(Activity): The answer must consist of each line below that contains the string "representative".

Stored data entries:
══════════════════════════════

use super::*;
use crate::detector::{MserDetector, MserParams};
use crate::grid::Connectivity;

fn block_5x5() -> Vec<u8> {
    let mut data = vec![0u8; 25];
    for y in 1..4 {
        for x in 1..4 {
            data[y * 5 + x] = 200;
        }
    }
    data
}

fn noise(w: usize, h: usize, seed: u32) -> Vec<u8> {
    let mut state = seed.max(1);
    (0..w * h)
        .map(|_| {
            state ^= state << 13;
            state ^= state >> 17;
            state ^= state << 5;
            (state % 8) as u8 * 32
        })
        .collect()
}

#[test]
fn block_region_fills_to_its_nine_elements() {
    let data = block_5x5();
    let grid = Grid::new(&data, [5, 5], Connectivity::four()).unwrap();
    let regions = MserDetector::default().detect(&grid).unwrap();
    assert_eq!(regions.len(), 1);

    let members = fill(&grid, &regions[0]).unwrap();
    assert_eq!(members[0], regions[0].representative);
    let mut sorted = members.clone();
    sorted.sort_unstable();
    assert_eq!(sorted, vec![6, 7, 8, 11, 12, 13, 16, 17, 18]);
}

#[test]
fn fill_is_repeatable() {
    let data = noise(16, 12, 7);
    let grid = Grid::new(&data, [16, 12], Connectivity::eight()).unwrap();
    let params = MserParams::default().with_delta(1).with_min_diversity(0.0);
    let regions = MserDetector::new(params).detect(&grid).unwrap();
    for region in &regions {
        assert_eq!(fill(&grid, region).unwrap(), fill(&grid, region).unwrap());
    }
}

#[test]
fn filled_sets_are_maximal_components_below_the_level() {
    let data = noise(20, 15, 3);
    let grid = Grid::new(&data, [20, 15], Connectivity::four()).unwrap();
    let params = MserParams::default().with_delta(1).with_min_diversity(0.0);
    for polarity in [Polarity::BrightOnDark, Polarity::DarkOnBright] {
        let regions = MserDetector::new(params.with_polarity(polarity))
            .detect(&grid)
            .unwrap();
        for (region, members) in regions.iter().zip(fill_all(&grid, &regions).unwrap()) {
            assert_eq!(members.len(), region.size);
            let mut inside = vec![false; grid.len()];
            for &m in &members {
                assert!(grid.level(m, polarity) <= region.level);
                inside[m] = true;
            }
            for &m in &members {
                for n in grid.neighbors(m).unwrap() {
                    assert!(inside[n] || grid.level(n, polarity) > region.level);
                }
            }
        }
    }
}

#[test]
fn seed_above_level_yields_empty_set() {
    let data = block_5x5();
    let grid = Grid::new(&data, [5, 5], Connectivity::four()).unwrap();
    // Background has level 255 under bright-on-dark.
    let members = fill_from_seed(&grid, 0, 100, Polarity::BrightOnDark).unwrap();
    assert!(members.is_empty());

    let members = fill_from_seed(&grid, 0, 0, Polarity::DarkOnBright).unwrap();
    assert_eq!(members.len(), 16);
}

#[test]
fn seed_outside_grid_is_rejected() {
    let data = block_5x5();
    let grid = Grid::new(&data, [5, 5], Connectivity::four()).unwrap();
    assert_eq!(
        fill_from_seed(&grid, 25, 255, Polarity::BrightOnDark),
        Err(MserError::OutOfBounds { index: 25, len: 25 })
    );
}

#[test]
fn handle_from_another_grid_is_rejected() {
    let data = block_5x5();
    let copy = data.clone();
    let grid = Grid::new(&data, [5, 5], Connectivity::four()).unwrap();
    let other = Grid::new(&copy, [5, 5], Connectivity::four()).unwrap();
    let regions = MserDetector::default().detect(&grid).unwrap();

    assert!(matches!(
        fill(&other, &regions[0]),
        Err(MserError::InvalidHandle { .. })
    ));

    let eight = Grid::new(&data, [5, 5], Connectivity::eight()).unwrap();
    assert!(matches!(
        fill(&eight, &regions[0]),
        Err(MserError::InvalidHandle { .. })
    ));
}

#[test]
fn handle_is_rejected_after_the_buffer_is_rewritten() {
    let mut data = block_5x5();
    let region = {
        let grid = Grid::new(&data, [5, 5], Connectivity::four()).unwrap();
        MserDetector::default().detect(&grid).unwrap().remove(0)
    };
    // Same buffer and layout; one background element joins the block.
    data[5] = 200;
    let grid = Grid::new(&data, [5, 5], Connectivity::four()).unwrap();
    assert!(matches!(
        fill(&grid, &region),
        Err(MserError::InvalidHandle { .. })
    ));
}

#[test]
fn handle_with_a_wrong_size_is_rejected() {
    let data = block_5x5();
    let grid = Grid::new(&data, [5, 5], Connectivity::four()).unwrap();
    let mut region = MserDetector::default().detect(&grid).unwrap().remove(0);
    region.size += 1;
    assert!(matches!(
        fill(&grid, &region),
        Err(MserError::InvalidHandle { .. })
    ));
}

#[test]
fn deserialized_handle_carries_no_grid_identity() {
    let data = block_5x5();
    let grid = Grid::new(&data, [5, 5], Connectivity::four()).unwrap();
    let regions = MserDetector::default().detect(&grid).unwrap();
    let json = serde_json::to_string(&regions[0]).unwrap();
    let restored: SelectedRegion = serde_json::from_str(&json).unwrap();

    assert_eq!(restored.representative, regions[0].representative);
    assert!(matches!(
        fill(&grid, &restored),
        Err(MserError::InvalidHandle { .. })
    ));
}

#[test]
fn membership_counts_add_up_per_handle() {
    // Two separate bright 3x3 squares on a dark 9x9 background.
    let mut data = vec![0u8; 81];
    for y in 1..4 {
        for (x0, value) in [(1, 200u8), (5, 180u8)] {
            for x in x0..x0 + 3 {
                data[y * 9 + x] = value;
            }
        }
    }
    let grid = Grid::new(&data, [9, 9], Connectivity::four()).unwrap();
    let regions = MserDetector::default().detect(&grid).unwrap();
    assert_eq!(regions.len(), 2);

    let mut handles = regions.clone();
    handles.push(regions[0].clone());
    let counts = membership_counts(&grid, &handles).unwrap();
    let first = regions[0].representative;
    let second = regions[1].representative;
    assert_eq!(counts[first], 2);
    assert_eq!(counts[second], 1);
    assert_eq!(counts[0], 0);
    assert_eq!(counts.iter().map(|&c| c as usize).sum::<usize>(), 27);
}
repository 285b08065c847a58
#![allow(dead_code)]

pub mod synthetic_image;
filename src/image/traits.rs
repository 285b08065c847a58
/// Geometry of a row-major image with an explicit stride.
pub trait ImageView {
    type Pixel: Copy;

    fn width(&self) -> usize;
    fn height(&self) -> usize;
    fn stride(&self) -> usize;

    /// Rows follow each other without padding.
    fn is_contiguous(&self) -> bool {
        self.stride() == self.width()
    }
}
/// Axis-aligned box painted into a grid: `origin`, `extent`, `value`.
pub struct Block<const D: usize> {
    pub origin: [usize; D],
    pub extent: [usize; D],
    pub value: u8,
}

/// Paints `blocks` in order over a constant `background` (axis 0 fastest).
pub fn blocks_u8<const D: usize>(shape: [usize; D], background: u8, blocks: &[Block<D>]) -> Vec<u8> {
    assert!(shape.iter().all(|&s| s > 0), "grid extents must be positive");
    let len: usize = shape.iter().product();
    let mut data = vec![background; len];
    for index in 0..len {
        let coords = unravel(index, shape);
        for block in blocks {
            let inside = (0..D).all(|axis| {
                coords[axis] >= block.origin[axis]
                    && coords[axis] < block.origin[axis] + block.extent[axis]
            });
            if inside {
                data[index] = block.value;
            }
        }
    }
    data
}

/// Linear indices covered by `block`, ascending.
pub fn block_indices<const D: usize>(shape: [usize; D], block: &Block<D>) -> Vec<usize> {
    let len: usize = shape.iter().product();
    (0..len)
        .filter(|&index| {
            let coords = unravel(index, shape);
            (0..D).all(|axis| {
                coords[axis] >= block.origin[axis]
                    && coords[axis] < block.origin[axis] + block.extent[axis]
            })
        })
        .collect()
}

pub fn unravel<const D: usize>(index: usize, shape: [usize; D]) -> [usize; D] {
    let mut coords = [0usize; D];
    let mut rest = index;
    for axis in 0..D {
        coords[axis] = rest % shape[axis];
        rest /= shape[axis];
    }
    coords
}

/// Quantized xorshift noise; `levels` distinct values spread over 0..=255.
pub fn noise_u8(len: usize, levels: u32, seed: u32) -> Vec<u8> {
    assert!((2..=256).contains(&levels), "levels must lie in 2..=256");
    let step = 255 / (levels - 1);
    let mut state = seed.max(1);
    (0..len)
        .map(|_| {
            state ^= state << 13;
            state ^= state >> 17;
            state ^= state << 5;
            ((state % levels) * step) as u8
        })
        .collect()
}
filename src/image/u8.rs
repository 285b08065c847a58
use super::traits::ImageView;

/// Borrowed 8-bit grayscale image.
#[derive(Clone, Debug)]
pub struct ImageU8<'a> {
    pub w: usize,
    pub h: usize,
    /// Elements between the starts of consecutive rows.
    pub stride: usize,
    pub data: &'a [u8],
}

impl<'a> ImageU8<'a> {
    /// Tightly packed view over `data` (`stride == w`).
    pub fn packed(w: usize, h: usize, data: &'a [u8]) -> Self {
        Self {
            w,
            h,
            stride: w,
            data,
        }
    }

    /// The visible pixels as one slice, if rows carry no padding and the
    /// buffer covers `w * h` elements.
    pub fn as_slice(&self) -> Option<&'a [u8]> {
        let data: &'a [u8] = self.data;
        self.is_contiguous()
            .then(|| data.get(..self.w * self.h))
            .flatten()
    }
}

impl ImageView for ImageU8<'_> {
    type Pixel = u8;

    #[inline]
    fn width(&self) -> usize {
        self.w
    }
    #[inline]
    fn height(&self) -> usize {
        self.h
    }
    #[inline]
    fn stride(&self) -> usize {
        self.stride
    }
}
use crate::grid::Connectivity;
use crate::MserParams;
use serde::Deserialize;
use std::fs;
use std::path::{Path, PathBuf};

/// Neighborhood used for 3D volumes.
#[derive(Clone, Copy, Debug, Default, PartialEq, Eq, Deserialize)]
#[serde(rename_all = "snake_case")]
pub enum VolumeConnectivity {
    #[default]
    Six,
    Eighteen,
    TwentySix,
}

impl VolumeConnectivity {
    pub fn build(self) -> Connectivity<3> {
        match self {
            VolumeConnectivity::Six => Connectivity::six(),
            VolumeConnectivity::Eighteen => Connectivity::eighteen(),
            VolumeConnectivity::TwentySix => Connectivity::twenty_six(),
        }
    }
}

#[derive(Clone, Debug, Default, Deserialize)]
pub struct VolumeOutputConfig {
    pub report_json: Option<PathBuf>,
    /// Raw 8-bit volume of per-voxel region counts, same shape as the input.
    pub coverage_raw: Option<PathBuf>,
}

#[derive(Clone, Debug, Deserialize)]
pub struct VolumeDemoConfig {
    /// Headerless 8-bit volume, axis 0 fastest. Absent: a synthetic volume.
    pub input: Option<PathBuf>,
    /// Extents `[w, h, d]`.
    pub shape: [usize; 3],
    #[serde(default)]
    pub connectivity: VolumeConnectivity,
    #[serde(default = "volume_params")]
    pub params: MserParams,
    #[serde(default)]
    pub output: VolumeOutputConfig,
}

/// Defaults tuned for smooth volumes.
pub fn volume_params() -> MserParams {
    MserParams {
        delta: 5,
        min_diversity: 0.4,
        max_variation: Some(0.6),
        ..MserParams::default()
    }
}

pub fn load_config(path: &Path) -> Result<VolumeDemoConfig, String> {
    let data = fs::read_to_string(path)
        .map_err(|e| format!("Failed to read config {}: {e}", path.display()))?;
    serde_json::from_str(&data)
        .map_err(|e| format!("Failed to parse config {}: {e}", path.display()))
}
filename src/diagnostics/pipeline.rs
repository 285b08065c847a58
use crate::detector::{MserParams, SelectedRegion};
use crate::diagnostics::{DiversityStage, ScoringStage, TimingBreakdown, TreeStage};
use crate::grid::Polarity;
use serde::{Deserialize, Serialize};

/// Result produced by [`MserDetector::detect_with_diagnostics`](crate::MserDetector).
#[derive(Clone, Debug, Serialize, Deserialize)]
#[serde(rename_all = "camelCase")]
pub struct MserReport {
    pub regions: Vec<SelectedRegion>,
    pub trace: PipelineTrace,
}

/// End-to-end trace of one detector run.
#[derive(Clone, Debug, Serialize, Deserialize)]
#[serde(rename_all = "camelCase")]
pub struct PipelineTrace {
    pub input: InputDescriptor,
    pub params: MserParams,
    pub timings: TimingBreakdown,
    pub tree: TreeStage,
    pub scoring: ScoringStage,
    pub diversity: DiversityStage,
}

#[derive(Clone, Debug, Serialize, Deserialize)]
#[serde(rename_all = "camelCase")]
pub struct InputDescriptor {
    pub shape: Vec<usize>,
    pub elements: usize,
    pub neighbors: usize,
    pub polarity: Polarity,
}

impl PipelineTrace {
    /// One-line summary for logs and demo output.
    pub fn summary(&self) -> String {
        format!(
            "shape={:?} polarity={} nodes={} minima={} candidates={} kept={} total_ms={:.3}",
            self.input.shape,
            self.input.polarity.label(),
            self.tree.nodes,
            self.scoring.local_minima,
            self.scoring.candidates,
            self.diversity.kept,
            self.timings.total_ms
        )
    }
}
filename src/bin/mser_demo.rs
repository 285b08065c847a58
use mser_detector::config::mser::{load_config, PolarityMode};
use mser_detector::diagnostics::PipelineTrace;
use mser_detector::image::io::{
    coverage_to_gray, load_grayscale_image, save_grayscale_u8, write_json_file, GrayImageU8,
};
use mser_detector::{membership_counts, Grid, MserDetector, SelectedRegion};
use serde::Serialize;
use std::env;
use std::path::Path;

fn main() {
    if let Err(err) = run() {
        eprintln!("Error: {err}");
        std::process::exit(1);
    }
}

fn run() -> Result<(), String> {
    let config_path = env::args().nth(1).ok_or_else(usage)?;
    let config = load_config(Path::new(&config_path))?;

    let loaded = load_grayscale_image(&config.input)?;
    let gray = if config.invert {
        loaded.inverted()
    } else {
        loaded
    };
    let view = gray.as_view();
    let grid =
        Grid::from_image(&view, config.connectivity.build()).map_err(|e| e.to_string())?;

    let polarities = match config.polarities {
        PolarityMode::Configured => vec![config.params.polarity],
        PolarityMode::Both => vec![
            config.params.polarity,
            config.params.polarity.inverted(),
        ],
    };

    let mut regions: Vec<SelectedRegion> = Vec::new();
    let mut traces: Vec<PipelineTrace> = Vec::new();
    for polarity in polarities {
        let detector = MserDetector::new(config.params.with_polarity(polarity));
        let report = detector
            .detect_with_diagnostics(&grid)
            .map_err(|e| e.to_string())?;
        println!("{}", report.trace.summary());
        regions.extend(report.regions);
        traces.push(report.trace);
    }
    println!(
        "{}x{} image, {} regions",
        gray.width(),
        gray.height(),
        regions.len()
    );

    if let Some(path) = &config.output.report_json {
        let summary = DemoReport {
            width: gray.width(),
            height: gray.height(),
            regions: &regions,
            traces: &traces,
        };
        write_json_file(path, &summary)?;
        println!("JSON report written to {}", path.display());
    }

    if let Some(path) = &config.output.coverage_image {
        let counts = membership_counts(&grid, &regions).map_err(|e| e.to_string())?;
        let coverage = GrayImageU8::new(gray.width(), gray.height(), coverage_to_gray(&counts));
        save_grayscale_u8(&coverage, path)?;
        println!("Coverage image written to {}", path.display());
    }

    Ok(())
}

fn usage() -> String {
    "Usage: mser_demo <config.json>".to_string()
}

#[derive(Serialize)]
#[serde(rename_all = "camelCase")]
struct DemoReport<'a> {
    width: usize,
    height: usize,
    regions: &'a [SelectedRegion],
    traces: &'a [PipelineTrace],
}
//! Parameter types configuring the detector.
//!
//! Defaults follow the usual MSER settings (delta 5, diversity 0.2, regions
//! up to 75% of the grid). For noisy inputs start by raising `delta`; for
//! fewer nested duplicates raise `min_diversity`.

use crate::error::MserError;
use crate::grid::Polarity;
use crate::stability::CandidateFilter;
use serde::{Deserialize, Serialize};

/// Detector-wide parameters.
#[derive(Clone, Copy, Debug, PartialEq, Serialize, Deserialize)]
#[serde(default)]
pub struct MserParams {
    /// Level window used by the variation score (>= 1).
    ///
    /// Only regions at levels `t` with `t >= delta` and `t + delta` within
    /// the intensity range are scored, so fully saturated blobs (value 0 or
    /// `MAX` under the chosen polarity) are never selected.
    pub delta: u32,
    /// Minimum relative size difference between nested regions, in [0, 1].
    pub min_diversity: f32,
    /// Smallest region as a fraction of the grid element count.
    pub min_area_fraction: f32,
    /// Absolute floor on region size; the larger of both bounds applies.
    pub min_area_elements: usize,
    /// Largest region as a fraction of the grid element count.
    pub max_area_fraction: f32,
    /// Drop stable regions whose variation exceeds this value.
    #[serde(skip_serializing_if = "Option::is_none")]
    pub max_variation: Option<f32>,
    pub polarity: Polarity,
}

impl Default for MserParams {
    fn default() -> Self {
        Self {
            delta: 5,
            min_diversity: 0.2,
            min_area_fraction: 0.0,
            min_area_elements: 3,
            max_area_fraction: 0.75,
            max_variation: None,
            polarity: Polarity::BrightOnDark,
        }
    }
}

impl MserParams {
    pub fn with_polarity(mut self, polarity: Polarity) -> Self {
        self.polarity = polarity;
        self
    }

    pub fn with_delta(mut self, delta: u32) -> Self {
        self.delta = delta;
        self
    }

    pub fn with_area_fractions(mut self, min: f32, max: f32) -> Self {
        self.min_area_fraction = min;
        self.max_area_fraction = max;
        self
    }

    pub fn with_min_diversity(mut self, min_diversity: f32) -> Self {
        self.min_diversity = min_diversity;
        self
    }

    /// Reject out-of-range values before any traversal starts.
    pub fn validate(&self) -> Result<(), MserError> {
        if self.delta == 0 {
            return Err(MserError::config("delta must be at least 1"));
        }
        check_unit("min_diversity", self.min_diversity)?;
        check_unit("min_area_fraction", self.min_area_fraction)?;
        check_unit("max_area_fraction", self.max_area_fraction)?;
        if self.min_area_fraction > self.max_area_fraction {
            return Err(MserError::config(format!(
                "min_area_fraction {} exceeds max_area_fraction {}",
                self.min_area_fraction, self.max_area_fraction
            )));
        }
        if let Some(max_variation) = self.max_variation {
            if max_variation.is_nan() || max_variation < 0.0 {
                return Err(MserError::config(format!(
                    "max_variation must be non-negative, got {max_variation}"
                )));
            }
        }
        Ok(())
    }

    /// Absolute size window for a grid of `elements` elements.
    pub fn candidate_filter(&self, elements: usize) -> CandidateFilter {
        let total = elements as f64;
        // Absorb f32 rounding of the fractions before ceil/floor.
        let min_exact = self.min_area_fraction as f64 * total;
        let max_exact = self.max_area_fraction as f64 * total;
        let min_size = ((min_exact * (1.0 - 1e-6)).ceil() as usize)
            .max(self.min_area_elements)
            .max(1);
        let max_size = (max_exact * (1.0 + 1e-6)).floor() as usize;
        CandidateFilter {
            min_size,
            max_size,
            max_variation: self.max_variation,
        }
    }
}

fn check_unit(name: &str, value: f32) -> Result<(), MserError> {
    if (0.0..=1.0).contains(&value) {
        Ok(())
    } else {
        Err(MserError::config(format!(
            "{name} must lie in [0, 1], got {value}"
        )))
    }
}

══════════════════════════════

(Reply):
    assert_eq!(members[0], regions[0].representative);
    assert_eq!(restored.representative, regions[0].representative);
    let first = regions[0].representative;
    let second = regions[1].representative;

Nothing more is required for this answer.